Edward Snowden, the man who leaked the story about the NSA's far reaching data gathering is supposedly holed up in Hong Kong and seeking some kind of asylum in Iceland.

I know what you're thinking, so let's get that out of the way right off the bat. If the NSA (CIA, FBI or any of a dozen top secret groups) want Snowden dead, he'll be dead.  He can run, as they say, but he can't hide.  If what he says is true, or even partially true there's a good chance that he's going to have an unfortunate accident somewhere in the not-too-distant future.  They really don't want whistle-blowing at that level to give off even a whiff of being a good idea.

For me, it was a vindication, of sorts.

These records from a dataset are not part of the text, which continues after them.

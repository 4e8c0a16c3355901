//! Submission-time validation of guesses and player names

use crate::error::GuessError;

/// Largest magnitude accepted for a guess
pub const GUESS_LIMIT: f64 = 1_000_000_000.0;

/// Characters that cannot appear in a storage key
const RESERVED_KEY_CHARS: &[char] = &['.', '#', '$', '/', '[', ']'];

/// Validate a raw guess and return its numeric value.
///
/// Checks run in order: empty, not a finite number, out of range, then the
/// scientific-notation ban, which applies even when the value itself is fine.
pub fn validate_guess(raw: &str) -> Result<f64, GuessError> {
    let trimmed = raw.trim();
    if trimmed.is_empty() {
        return Err(GuessError::Empty);
    }

    let value = trimmed
        .parse::<f64>()
        .ok()
        .filter(|v| v.is_finite())
        .ok_or(GuessError::NotANumber)?;

    if !(-GUESS_LIMIT..=GUESS_LIMIT).contains(&value) {
        return Err(GuessError::OutOfRange);
    }

    if trimmed.contains(['e', 'E']) {
        return Err(GuessError::ScientificNotation);
    }

    Ok(value)
}

/// Turn a display name into a storage key: trim, then replace reserved
/// characters with `_`
pub fn sanitize_name(name: &str) -> String {
    name.trim()
        .chars()
        .map(|c| if RESERVED_KEY_CHARS.contains(&c) { '_' } else { c })
        .collect()
}

/// Normalize a display name for duplicate comparison
pub fn normalize_name(name: &str) -> String {
    name.trim().to_lowercase()
}
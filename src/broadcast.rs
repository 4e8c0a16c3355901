use crate::protocol::{GameView, ServerMessage};
use crate::questions;
use crate::state::AppState;
use crate::types::{GameState, PublicQuestion};

impl AppState {
    /// Send a message to every connected client
    pub fn broadcast_to_all(&self, msg: ServerMessage) {
        // No receivers connected is fine
        let _ = self.broadcast.send(msg);
    }

    /// Send a message to host clients only
    pub fn broadcast_to_host(&self, msg: ServerMessage) {
        let _ = self.host_broadcast.send(msg);
    }

    /// Push a game state snapshot (plus the live prompt) to everyone.
    /// Takes the snapshot by reference so callers can release their locks first.
    pub fn broadcast_game_state(&self, game: &GameState) {
        self.broadcast_to_all(game_state_message(game));
    }

    /// Refresh the host view: player count, live answer status and standings
    pub async fn broadcast_host_status(&self) {
        let players = self.player_count().await;
        let question = self.question_status().await;
        self.broadcast_to_host(ServerMessage::HostStatus { players, question });

        let entries = self.leaderboard(None).await;
        self.broadcast_to_host(ServerMessage::Leaderboard { entries });
    }
}

/// `GameState` message for a snapshot, carrying the live question's prompt
pub fn game_state_message(game: &GameState) -> ServerMessage {
    ServerMessage::GameState {
        game: GameView::from(game),
        question: live_prompt(game),
    }
}

pub fn live_prompt(game: &GameState) -> Option<PublicQuestion> {
    game.live_question()
        .and_then(questions::get)
        .map(PublicQuestion::from)
}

I send out a Monday morning newsletter called Trenz and Frenz, mostly boring numbers and market stuff.  Last Monday, June 3 to be exact the body of the email to which I attach said newsletter explained how the government was now capable of storing every single digital footprint of everyone in the United States for about 17 cents a day. Needless to say, many were skeptical of that Orwellian scenario.

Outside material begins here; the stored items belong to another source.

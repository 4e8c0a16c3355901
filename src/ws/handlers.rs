//! WebSocket message dispatch
//!
//! Authorization is checked here, then messages go to the role-specific
//! handler modules.

use crate::error::GameError;
use crate::guess::sanitize_name;
use crate::protocol::{ClientMessage, ServerMessage};
use crate::state::AppState;
use crate::types::Role;
use std::sync::Arc;

use super::{host, player};

/// Return early with an error unless the connection is a host
macro_rules! check_host {
    ($role:expr, $action:expr) => {
        if *$role != Role::Host {
            return Some(ServerMessage::error(
                "UNAUTHORIZED",
                format!("Only host can {}", $action),
            ));
        }
    };
}

/// Handle client messages and return optional response
pub async fn handle_message(
    msg: ClientMessage,
    role: &Role,
    state: &Arc<AppState>,
) -> Option<ServerMessage> {
    match msg {
        // Player messages
        ClientMessage::JoinGame { name } => player::handle_join(state, name).await,

        ClientMessage::ResumeSession {
            name,
            session_token,
            player_key,
        } => player::handle_resume_session(state, name, session_token, player_key).await,

        ClientMessage::SubmitAnswer {
            name,
            session_token,
            question_id,
            guess,
        } => player::handle_submit_answer(state, name, session_token, question_id, guess).await,

        ClientMessage::SubmitAllAnswers {
            name,
            session_token,
            answers,
        } => player::handle_submit_all_answers(state, name, session_token, answers).await,

        // Host-only commands
        ClientMessage::HostStartGame => {
            check_host!(role, "start the game");
            host::handle_start_game(state).await
        }

        ClientMessage::HostEndGame => {
            check_host!(role, "end the game");
            host::handle_end_game(state).await
        }

        ClientMessage::HostNextQuestion => {
            check_host!(role, "advance questions");
            host::handle_next_question(state).await
        }

        ClientMessage::HostFinishGame => {
            check_host!(role, "finish the game");
            host::handle_finish_game(state).await
        }

        ClientMessage::HostClearSubmissions => {
            check_host!(role, "clear submissions");
            host::handle_clear_submissions(state).await
        }

        ClientMessage::HostGetLeaderboard { top } => {
            check_host!(role, "view the leaderboard");
            host::handle_get_leaderboard(state, top).await
        }

        ClientMessage::HostGetAnswerKey => {
            check_host!(role, "view the answer key");
            host::handle_get_answer_key()
        }
    }
}

/// Per-socket session: the role, plus the player this connection has
/// joined or resumed as. Players may only submit under that name.
#[derive(Debug)]
pub struct Connection {
    role: Role,
    player: Option<String>,
}

impl Connection {
    pub fn new(role: Role) -> Self {
        Self { role, player: None }
    }

    pub fn role(&self) -> Role {
        self.role
    }

    pub fn player(&self) -> Option<&str> {
        self.player.as_deref()
    }

    /// Dispatch a message from this socket and track identity changes
    pub async fn handle(
        &mut self,
        msg: ClientMessage,
        state: &Arc<AppState>,
    ) -> Option<ServerMessage> {
        if let Some(rejection) = self.check_identity(&msg) {
            tracing::warn!("Rejected submission from {:?} for another player", self.player);
            return Some(rejection);
        }

        let response = handle_message(msg, &self.role, state).await;
        match &response {
            Some(ServerMessage::Joined { name, .. }) => self.player = Some(name.clone()),
            Some(ServerMessage::SessionState { valid, name, .. }) => {
                self.player = valid.then(|| name.clone());
            }
            _ => {}
        }
        response
    }

    fn check_identity(&self, msg: &ClientMessage) -> Option<ServerMessage> {
        if self.role == Role::Host {
            return None;
        }
        let name = match msg {
            ClientMessage::SubmitAnswer { name, .. } | ClientMessage::SubmitAllAnswers { name, .. } => {
                name
            }
            _ => return None,
        };
        match &self.player {
            Some(player) if sanitize_name(player) == sanitize_name(name) => None,
            Some(_) => Some(ServerMessage::error(
                "IDENTITY_MISMATCH",
                "You can only submit your own answers",
            )),
            None => Some(ServerMessage::error(
                "NOT_JOINED",
                "Please join the game first",
            )),
        }
    }
}

/// Turn a failed operation into an error reply. Transport failures are
/// logged in full and reported generically.
pub(super) fn error_response(err: GameError) -> ServerMessage {
    match &err {
        GameError::Store(source) => tracing::error!("Store failure: {}", source),
        other => tracing::warn!("Rejected: {}", other),
    }
    ServerMessage::error(err.code(), err.to_string())
}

Where, then does that leave Edward Snowden?  Is he the Karen Silkwood of our time or more like a Julian Assange, driven to shout at the top of his lungs that the king has no clothes ?  Or is the man, as some have put forth a traitor to his country and a betrayer of confidences best kept secret?

Scores of defendants and witnesses testified in Nuremberg that they were innocent of any crimes because they were only following orders.  That dog don't hunt no more.  Everyone's responsible for their actions regardless of the context.  The question, then is whether or not 29-year old Snowden was engaged in activities which he felt were morally or ethically wrong and he felt compelled to pull the curtain aside and expose the wizard (of Oz).

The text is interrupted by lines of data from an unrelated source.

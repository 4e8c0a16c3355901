//! Player message handlers: joining, reconnecting and answering

use super::handlers::error_response;
use crate::protocol::ServerMessage;
use crate::state::{AppState, SessionStatus, SubmitOutcome};
use crate::types::{QuestionId, SessionToken};
use std::collections::BTreeMap;
use std::sync::Arc;

pub async fn handle_join(state: &Arc<AppState>, name: String) -> Option<ServerMessage> {
    tracing::info!("Join request: {}", name);
    match state.join(&name).await {
        Ok((record, session_token)) => Some(ServerMessage::Joined {
            name: record.name,
            session_token,
            player_key: record.player_key,
        }),
        Err(e) => Some(error_response(e)),
    }
}

/// A cached identity is resumed only when its record exists and the client
/// holds that record's key
pub async fn handle_resume_session(
    state: &Arc<AppState>,
    name: String,
    session_token: Option<SessionToken>,
    player_key: Option<String>,
) -> Option<ServerMessage> {
    let status = state
        .resume_session(&name, session_token.as_deref())
        .await;
    tracing::debug!("Resume for {}: {:?}", name, status);

    let record = match status {
        SessionStatus::Valid(record) | SessionStatus::Provisional(Some(record)) => {
            Some(record).filter(|r| r.accepts_key(player_key.as_deref()))
        }
        SessionStatus::Provisional(None) | SessionStatus::Expired => None,
    };

    Some(match record {
        Some(record) => ServerMessage::SessionState {
            valid: true,
            answered: record.answers.keys().copied().collect(),
            name: record.name,
        },
        None => ServerMessage::SessionState {
            valid: false,
            name,
            answered: Vec::new(),
        },
    })
}

pub async fn handle_submit_answer(
    state: &Arc<AppState>,
    name: String,
    session_token: Option<SessionToken>,
    question_id: QuestionId,
    guess: String,
) -> Option<ServerMessage> {
    match state
        .submit_answer(&name, session_token.as_deref(), question_id, &guess)
        .await
    {
        Ok(SubmitOutcome::Recorded { .. }) => Some(ServerMessage::AnswerAccepted { question_id }),
        // Repeat clicks are dropped without a reply
        Ok(SubmitOutcome::AlreadyAnswered) => None,
        Err(e) => Some(error_response(e)),
    }
}

pub async fn handle_submit_all_answers(
    state: &Arc<AppState>,
    name: String,
    session_token: Option<SessionToken>,
    answers: BTreeMap<String, String>,
) -> Option<ServerMessage> {
    let mut sheet = BTreeMap::new();
    for (key, guess) in answers {
        let Ok(question_id) = key.trim().parse::<QuestionId>() else {
            return Some(ServerMessage::error(
                "UNKNOWN_QUESTION",
                format!("Unknown question {}", key),
            ));
        };
        sheet.insert(question_id, guess);
    }

    match state
        .submit_all_answers(&name, session_token.as_deref(), &sheet)
        .await
    {
        Ok(count) => Some(ServerMessage::AnswersAccepted { count }),
        Err(e) => Some(error_response(e)),
    }
}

We can all agree that murdering innocent men, women and children is heinous, no matter whose orders you're following.  Wire-taps and data gathering are not such clear-cut violations.  I've heard both sides of the argument and find myself hard-pressed to completely accept the precepts of either side.  More importantly and something everyone should consider is that I have no idea what I would have done if I wore Mr. Snowden's shoes.

Like everything else, this too is falling along party lines.   John Boehner and Lindsey Graham are calling Snowden a traitor.  Ron Paul praised Snowden for speaking out.  Vladimir Putin's press secretary, Dmitry Peskov said that Russia will consider granting Snowden asylum, if asked. Can you imagine being Putin's press secretary?

Yesterday the NSA released a statement saying that Edward Snowden had been terminated and that his salary was $122,000 a year.  Snowden had previously indicated that he was making about $200,000 a year.  Is the NSA just trying to paint him as a liar or did Snowden exaggerate his salary to make himself seem more important?

If I worked for the NSA, I would have access to that information at my fingertips.